## Exercise brief
Your answer should be an exact copy of the data.

[Records for the task]

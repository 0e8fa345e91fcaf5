//! cuttime - deterministic machining-time estimation
//!
//! Turns either bulk part geometry (volume, surface area, bounding box) or a
//! list of recognized manufacturing features into a machining-time estimate.
//! Every estimate is a pure function of the request, the material catalog and
//! the engine configuration: identical inputs always produce identical numbers.
//!
//! The pipeline, leaves first:
//! - [`geometry`] normalizes raw measurements into a [`geometry::GeometrySnapshot`]
//! - [`features`] parses free-text feature details into typed dimensions
//! - [`catalog`] resolves cutting conditions with a roughing/finishing fallback
//! - [`constraints`] derives multiplicative penalties from geometric ratios
//! - [`estimate`] runs the volume or the feature kinematic model
//! - [`batch`] fans out many estimations and verifies determinism
//! - [`export`] writes structured and tabular results

pub mod batch;
pub mod catalog;
pub mod config;
pub mod constraints;
pub mod diagnostics;
pub mod estimate;
pub mod export;
pub mod features;
pub mod geometry;
pub mod lexer;
pub mod request;
pub mod validator;
pub mod warning;

#[cfg(feature = "serve")]
pub mod serve;

pub use batch::{BatchError, BatchOrchestrator, BatchRequest, BatchResponse, CancelToken};
pub use catalog::{Catalog, CatalogError, Mode, OperationName, OperationType};
pub use config::EngineConfig;
pub use estimate::{Confidence, EstimateError, EstimationResult, Estimator};
pub use request::{EstimateRequest, ModelKind};
pub use warning::{Warning, WarningKind};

[/Records for the task]

## Output of the exercise
repository 0e8fa345e91fcaf5
//! cuttime - deterministic machining-time estimation
//!
//! Turns either bulk part geometry (volume, surface area, bounding box) or a
//! list of recognized manufacturing features into a machining-time estimate.
//! Every estimate is a pure function of the request, the material catalog and
//! the engine configuration: identical inputs always produce identical numbers.
//!
//! The pipeline, leaves first:
//! - [`geometry`] normalizes raw measurements into a [`geometry::GeometrySnapshot`]
//! - [`features`] parses free-text feature details into typed dimensions
//! - [`catalog`] resolves cutting conditions with a roughing/finishing fallback
//! - [`constraints`] derives multiplicative penalties from geometric ratios
//! - [`estimate`] runs the volume or the feature kinematic model
//! - [`batch`] fans out many estimations and verifies determinism
//! - [`export`] writes structured and tabular results

pub mod batch;
pub mod catalog;
pub mod config;
pub mod constraints;
pub mod diagnostics;
pub mod estimate;
pub mod export;
pub mod features;
pub mod geometry;
pub mod lexer;
pub mod request;
pub mod validator;
pub mod warning;

#[cfg(feature = "serve")]
pub mod serve;

pub use batch::{BatchError, BatchOrchestrator, BatchRequest, BatchResponse, CancelToken};
pub use catalog::{Catalog, CatalogError, Mode, OperationName, OperationType};
pub use config::EngineConfig;
pub use estimate::{Confidence, EstimateError, EstimationResult, Estimator};
pub use request::{EstimateRequest, ModelKind};
pub use warning::{Warning, WarningKind};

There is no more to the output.